About 3 o'clock that afternoon Colonel Lanyon said to me: "If I had three or four companies of Regulars I would charge the enemy at once, but as the men from Kimberley are mostly married with families, I must prevent casualties as much as possible, so will wait until sundown before charging, when the enemy will be almost tired out." Orders were then given to each troop under its officers to charge the sheep kraals on a given signal. Three "G's" would be sounded on the bugle, and on the last sound the kraals were to be rushed, each troop being given a particular kraal to attack. As the sun was setting Colonel Lanyon ordered Bugler Hill of the F.A.M.P. to sound the three "G's," and at the sound of the second one Colonel Lanyon dashed off, determined to lead the charge. As the last "G" was sounded Bugler Hill was wounded in the abdomen and fell from his horse. The wound, fortunately, was not fatal; he recovered and later was pensioned.

It took less than a minute for the troops to rush the four sheep kraals. They were subjected to a heavy fire during the charge, but the young men jumped over the walls, the elder men scrambled over, and the fight ended in a few minutes.

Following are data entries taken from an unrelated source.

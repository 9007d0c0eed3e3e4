use anyhow::Context;
use listing_search::autocomplete::{
    AutocompleteController, AutocompleteOutcome, HttpAutocompleteClient,
};
use listing_search::search::{QueryParams, SearchForm};
use listing_search::{Category, Config};
use tracing::{info, warn};
use tracing_subscriber::{layer::SubscriberExt, util::SubscriberInitExt};

#[tokio::main]
async fn main() -> anyhow::Result<()> {
    dotenvy::dotenv().ok();

    // Initialize logging
    tracing_subscriber::registry()
        .with(
            tracing_subscriber::EnvFilter::try_from_default_env()
                .unwrap_or_else(|_| "listing_search=info".into()),
        )
        .with(tracing_subscriber::fmt::layer())
        .init();

    let config = Config::from_env().context("Failed to load configuration")?;
    info!(api = %config.api_base_url, page = %config.page_url, "Listing search");

    let mut form = SearchForm::hydrate(&QueryParams::parse(&config.page_url));
    let criteria = &form.criteria;
    info!(
        listing_type = %criteria.listing_type(),
        suburbs = ?criteria.suburbs().collect::<Vec<_>>(),
        query = ?criteria.query_text(),
        "Hydrated search form"
    );

    if let Some(term) = config.search_term.as_deref() {
        let client = HttpAutocompleteClient::new(&config).context("Failed to create HTTP client")?;
        let controller = AutocompleteController::new(client);

        match controller.suggest(&form.criteria, term).await.locked_to(&form.criteria) {
            AutocompleteOutcome::Suggestions(results) => {
                info!("Found {} suggestions for {:?}", results.len(), results.term);
                for group in &results.groups {
                    println!("{}:", group.category);
                    for suggestion in &group.suggestions {
                        println!("   {}", suggestion.label);
                    }
                }

                // pick the first suburb, as a user would from the dropdown
                let first_suburb = results
                    .groups
                    .iter()
                    .filter(|g| g.category == Category::Suburbs)
                    .flat_map(|g| g.suggestions.first())
                    .next()
                    .cloned();
                if let Some(suburb) = first_suburb {
                    if let Err(err) = form.criteria.apply_selection(suburb) {
                        warn!("Selection refused: {}", err);
                    }
                }
            }
            AutocompleteOutcome::TooShort => {
                info!("Search term {:?} is too short for suggestions", term)
            }
            AutocompleteOutcome::Superseded => {}
            AutocompleteOutcome::Unavailable(notice) => warn!("{}", notice),
        }
    }

    let submission = form.submit(&config.page_url);
    println!();
    println!("Search URL: {}", submission.to_url());

    Ok(())
}
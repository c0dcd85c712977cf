use crate::events::AuditEvent;
use crate::hooks::ConnectionInterceptor;
use crate::mapping::{ColumnSpec, NameBuilder, ValueFn};
use serde_json::Value;
use std::fmt;
use std::sync::Arc;
use std::time::Duration;

pub const DEFAULT_TABLE_NAME: &str = "Event";

#[derive(Clone, Default)]
pub struct DriverOptions {
    pub busy_timeout: Option<Duration>,
    pub wal: bool,
    pub interceptors: Vec<Arc<dyn ConnectionInterceptor>>,
}

impl DriverOptions {
    pub fn with_interceptor(mut self, interceptor: Arc<dyn ConnectionInterceptor>) -> Self {
        self.interceptors.push(interceptor);
        self
    }
}

impl fmt::Debug for DriverOptions {
    fn fmt(&self, f: &mut fmt::Formatter<'_>) -> fmt::Result {
        f.debug_struct("DriverOptions")
            .field("busy_timeout", &self.busy_timeout)
            .field("wal", &self.wal)
            .field("interceptors", &self.interceptors.len())
            .finish()
    }
}

#[derive(Clone)]
pub struct SqlProviderOptions {
    pub connection_string: Option<NameBuilder>,
    pub table_name: NameBuilder,
    pub schema: Option<NameBuilder>,
    pub id_column_name: Option<NameBuilder>,
    pub json_column_name: Option<NameBuilder>,
    pub last_updated_column_name: Option<NameBuilder>,
    pub id_value: Option<ValueFn>,
    pub custom_columns: Vec<ColumnSpec>,
    pub driver: DriverOptions,
}

impl SqlProviderOptions {
    pub fn builder() -> SqlProviderOptionsBuilder {
        SqlProviderOptionsBuilder::default()
    }
}

impl fmt::Debug for SqlProviderOptions {
    fn fmt(&self, f: &mut fmt::Formatter<'_>) -> fmt::Result {
        f.debug_struct("SqlProviderOptions")
            .field("connection_string", &self.connection_string)
            .field("table_name", &self.table_name)
            .field("schema", &self.schema)
            .field("id_column_name", &self.id_column_name)
            .field("json_column_name", &self.json_column_name)
            .field("last_updated_column_name", &self.last_updated_column_name)
            .field("id_value", &self.id_value.is_some())
            .field(
                "custom_columns",
                &self
                    .custom_columns
                    .iter()
                    .map(|c| c.name.as_str())
                    .collect::<Vec<_>>(),
            )
            .field("driver", &self.driver)
            .finish()
    }
}

#[derive(Default)]
pub struct SqlProviderOptionsBuilder {
    connection_string: Option<NameBuilder>,
    table_name: Option<NameBuilder>,
    schema: Option<NameBuilder>,
    id_column_name: Option<NameBuilder>,
    json_column_name: Option<NameBuilder>,
    last_updated_column_name: Option<NameBuilder>,
    id_value: Option<ValueFn>,
    custom_columns: Vec<ColumnSpec>,
    driver: DriverOptions,
}

impl SqlProviderOptionsBuilder {
    pub fn connection_string(mut self, value: impl Into<NameBuilder>) -> Self {
        self.connection_string = Some(value.into());
        self
    }

    pub fn table_name(mut self, value: impl Into<NameBuilder>) -> Self {
        self.table_name = Some(value.into());
        self
    }

    pub fn schema(mut self, value: impl Into<NameBuilder>) -> Self {
        self.schema = Some(value.into());
        self
    }

    pub fn id_column_name(mut self, value: impl Into<NameBuilder>) -> Self {
        self.id_column_name = Some(value.into());
        self
    }

    pub fn json_column_name(mut self, value: impl Into<NameBuilder>) -> Self {
        self.json_column_name = Some(value.into());
        self
    }

    pub fn last_updated_column_name(mut self, value: impl Into<NameBuilder>) -> Self {
        self.last_updated_column_name = Some(value.into());
        self
    }

    pub fn id_value<F>(mut self, f: F) -> Self
    where
        F: Fn(&AuditEvent) -> anyhow::Result<Value> + Send + Sync + 'static,
    {
        self.id_value = Some(Arc::new(f));
        self
    }

    pub fn custom_column<F>(mut self, name: &str, value: F) -> Self
    where
        F: Fn(&AuditEvent) -> anyhow::Result<Value> + Send + Sync + 'static,
    {
        self.custom_columns.push(ColumnSpec::new(name, value));
        self
    }

    pub fn custom_column_when<F, G>(mut self, name: &str, value: F, guard: G) -> Self
    where
        F: Fn(&AuditEvent) -> anyhow::Result<Value> + Send + Sync + 'static,
        G: Fn(&AuditEvent) -> anyhow::Result<bool> + Send + Sync + 'static,
    {
        self.custom_columns
            .push(ColumnSpec::new(name, value).with_guard(guard));
        self
    }

    pub fn column(mut self, spec: ColumnSpec) -> Self {
        self.custom_columns.push(spec);
        self
    }

    pub fn driver_options(mut self, driver: DriverOptions) -> Self {
        self.driver = driver;
        self
    }

    pub fn interceptor(mut self, interceptor: Arc<dyn ConnectionInterceptor>) -> Self {
        self.driver.interceptors.push(interceptor);
        self
    }

    pub fn build(self) -> SqlProviderOptions {
        SqlProviderOptions {
            connection_string: self.connection_string,
            table_name: self
                .table_name
                .unwrap_or_else(|| NameBuilder::from(DEFAULT_TABLE_NAME)),
            schema: self.schema,
            id_column_name: self.id_column_name,
            json_column_name: self.json_column_name,
            last_updated_column_name: self.last_updated_column_name,
            id_value: self.id_value,
            custom_columns: self.custom_columns,
            driver: self.driver,
        }
    }
}
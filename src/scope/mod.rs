pub mod policy;

use crate::error::{AuditError, Result};
use crate::events::store::AuditDataProvider;
use crate::events::{AuditEvent, EventId};
use crate::hooks::AuditObserver;
use chrono::Utc;
use policy::{CreationPolicy, ScopePhase, WriteAction, plan_write};
use serde::Serialize;
use serde_json::Value;
use std::sync::Arc;
use tracing::{debug, error};

#[derive(Clone)]
pub struct Auditor {
    provider: Arc<dyn AuditDataProvider>,
    policy: CreationPolicy,
    observers: Vec<Arc<dyn AuditObserver>>,
}

impl Auditor {
    pub fn new(provider: Arc<dyn AuditDataProvider>) -> Self {
        Self {
            provider,
            policy: CreationPolicy::default(),
            observers: Vec::new(),
        }
    }

    pub fn with_creation_policy(mut self, policy: CreationPolicy) -> Self {
        self.policy = policy;
        self
    }

    pub fn with_observer(mut self, observer: Arc<dyn AuditObserver>) -> Self {
        self.observers.push(observer);
        self
    }

    pub fn provider(&self) -> &Arc<dyn AuditDataProvider> {
        &self.provider
    }

    pub fn creation_policy(&self) -> CreationPolicy {
        self.policy
    }

    pub fn create_scope(&self, event_type: &str, extra_fields: Value) -> Result<AuditScope> {
        self.create_scope_with(ScopeOptions::new(event_type).extra_fields(extra_fields))
    }

    pub fn create_scope_with(&self, options: ScopeOptions) -> Result<AuditScope> {
        AuditScope::start(
            options,
            self.provider.clone(),
            self.policy,
            self.observers.clone(),
        )
    }

    pub fn log(&self, event_type: &str, extra_fields: Value) -> Result<Option<EventId>> {
        let scope = self.create_scope_with(
            ScopeOptions::new(event_type)
                .extra_fields(extra_fields)
                .creation_policy(CreationPolicy::InsertOnEnd),
        )?;
        scope.end()
    }
}

#[derive(Clone)]
pub struct ScopeOptions {
    pub event_type: String,
    pub extra_fields: Value,
    pub creation_policy: Option<CreationPolicy>,
    pub provider: Option<Arc<dyn AuditDataProvider>>,
}

impl ScopeOptions {
    pub fn new(event_type: &str) -> Self {
        Self {
            event_type: event_type.to_string(),
            extra_fields: Value::Null,
            creation_policy: None,
            provider: None,
        }
    }

    pub fn extra_fields(mut self, fields: Value) -> Self {
        self.extra_fields = fields;
        self
    }

    pub fn creation_policy(mut self, policy: CreationPolicy) -> Self {
        self.creation_policy = Some(policy);
        self
    }

    pub fn provider(mut self, provider: Arc<dyn AuditDataProvider>) -> Self {
        self.provider = Some(provider);
        self
    }
}

#[derive(Debug, Clone, PartialEq, Eq)]
pub enum ScopeState {
    NotStarted,
    Started { id: Option<EventId> },
    Ended,
}

pub struct AuditScope {
    event: AuditEvent,
    policy: CreationPolicy,
    provider: Arc<dyn AuditDataProvider>,
    observers: Vec<Arc<dyn AuditObserver>>,
    state: ScopeState,
    // Event as of the last insert; replace-time guards are evaluated against it.
    inserted_snapshot: Option<AuditEvent>,
}

impl AuditScope {
    fn start(
        options: ScopeOptions,
        default_provider: Arc<dyn AuditDataProvider>,
        default_policy: CreationPolicy,
        observers: Vec<Arc<dyn AuditObserver>>,
    ) -> Result<Self> {
        let mut event = AuditEvent::new(&options.event_type);
        event.merge_custom_fields(options.extra_fields)?;

        let mut scope = Self {
            event,
            policy: options.creation_policy.unwrap_or(default_policy),
            provider: options.provider.unwrap_or(default_provider),
            observers,
            state: ScopeState::NotStarted,
            inserted_snapshot: None,
        };
        for observer in &scope.observers {
            observer.on_scope_created(&scope.event);
        }
        debug!(event_type = %scope.event.event_type, policy = %scope.policy, "audit scope created");

        // On failure the scope is still NotStarted, so dropping it writes nothing.
        let id = scope.write(ScopePhase::Start)?;
        scope.state = ScopeState::Started { id };
        Ok(scope)
    }

    pub fn event(&self) -> &AuditEvent {
        &self.event
    }

    pub fn event_id(&self) -> Option<&EventId> {
        match &self.state {
            ScopeState::Started { id } => id.as_ref(),
            _ => None,
        }
    }

    pub fn state(&self) -> &ScopeState {
        &self.state
    }

    pub fn creation_policy(&self) -> CreationPolicy {
        self.policy
    }

    pub fn set_custom_field<T: Serialize>(&mut self, name: &str, value: T) -> Result<()> {
        self.ensure_open()?;
        self.event.set_custom_field(name, value)
    }

    pub fn comment(&mut self, text: &str) -> Result<()> {
        self.ensure_open()?;
        self.event.comments.push(text.to_string());
        Ok(())
    }

    pub fn save(&mut self) -> Result<Option<EventId>> {
        self.ensure_open()?;
        let id = self.write(ScopePhase::Save)?;
        if id.is_some() {
            self.state = ScopeState::Started { id: id.clone() };
        }
        Ok(id)
    }

    pub fn end(mut self) -> Result<Option<EventId>> {
        self.finish()
    }

    pub fn discard(mut self) {
        debug!(event_type = %self.event.event_type, "audit scope discarded");
        self.state = ScopeState::Ended;
    }

    fn finish(&mut self) -> Result<Option<EventId>> {
        let ScopeState::Started { id: previous } = &self.state else {
            return Err(AuditError::InvalidTransition(
                "scope is not started".to_string(),
            ));
        };
        let previous = previous.clone();
        self.event.mark_ended(Utc::now());
        let written = self.write(ScopePhase::End);
        self.state = ScopeState::Ended;
        Ok(written?.or(previous))
    }

    fn ensure_open(&self) -> Result<()> {
        if self.state == ScopeState::Ended {
            return Err(AuditError::InvalidTransition(
                "scope already ended".to_string(),
            ));
        }
        Ok(())
    }

    fn write(&mut self, phase: ScopePhase) -> Result<Option<EventId>> {
        let current = match &self.state {
            ScopeState::Started { id } => id.clone(),
            _ => None,
        };
        let action = plan_write(self.policy, phase, current.as_ref())?;
        if action == WriteAction::None {
            return Ok(None);
        }

        for observer in &self.observers {
            observer.on_event_saving(&mut self.event);
        }
        let id = match action {
            WriteAction::None => return Ok(None),
            WriteAction::Insert => {
                let id = self.provider.insert_event(&self.event)?;
                self.inserted_snapshot = Some(self.event.clone());
                id
            }
            WriteAction::Replace(id) => {
                self.provider
                    .replace_event(&id, &self.event, self.inserted_snapshot.as_ref())?;
                id
            }
        };
        for observer in &self.observers {
            observer.on_event_saved(&id, &self.event);
        }
        Ok(Some(id))
    }
}

impl Drop for AuditScope {
    fn drop(&mut self) {
        if matches!(self.state, ScopeState::Started { .. })
            && let Err(err) = self.finish()
        {
            error!(event_type = %self.event.event_type, error = %err, "audit scope end failed on drop");
        }
    }
}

All the rebels were killed or captured, and we counted forty-eight dead bodies. Our casualties numbered nine, the enemy's about 100. The enemy, nonplussed, retired to the Lange-berg mountains, and it took a big force, under Colonel Warren, several months to drive them out and finally stamp out the revolt.

There is a sequel to the foregoing narrative. In 1904 there was a General Election in the Cape Colony. Mr. Abe Bailey (as he then was) and I stood for Barkly West. The constituency then included Griquatown, and was entitled to two members. We were opposed by Messrs. Donovan and Ricketts, both local men, so that we felt that we would have to tour the country and hold many meetings if we hoped to win the seats. We were scheduled to attend a meeting of the electors of Griquatown. I do not remember the day, but on approaching the town we espied in the distance several Cape carts and wagons. Drawing nearer we saw a party of men and women. Mr. Bailey asked me what I thought of this, and I replied that it was a good sign; some of the inhabitants had come to greet us. We halted, and there was much shaking of hands all round, while for their kind welcome we expressed our thanks in the superlative degree, as is the custom with candidates seeking the suffrages of the electors. Just before the conclusion of the interview a sweet little girl of about three years of age, beautifully dressed, came forward and presented me with a magnificent bouquet. Naturally I accepted it and kissed the child, whereupon a lady approached me and remarked that I looked very surprised when I accepted the bouquet. I replied "Well, to tell you the truth I was. We politicians are not in the habit of being presented with flowers during an electoral campaign. This certainly is my first experience." The lady feelingly replied that twenty-six years ago, when Griquatown was besieged, she was a baby in her mother's arms, and that he (Colonel Harris) was one of those who came to their assistance, so she had brought her child to present him with a few flowers to show him they had not forgotten. The lady in question was a daughter of the Mr. Van Druten referred to earlier in this account as having been wounded. I looked at Bailey and he looked at me. I saw his eyes were a little watery. I wonder if he discerned a few tears trickling down my own cheeks.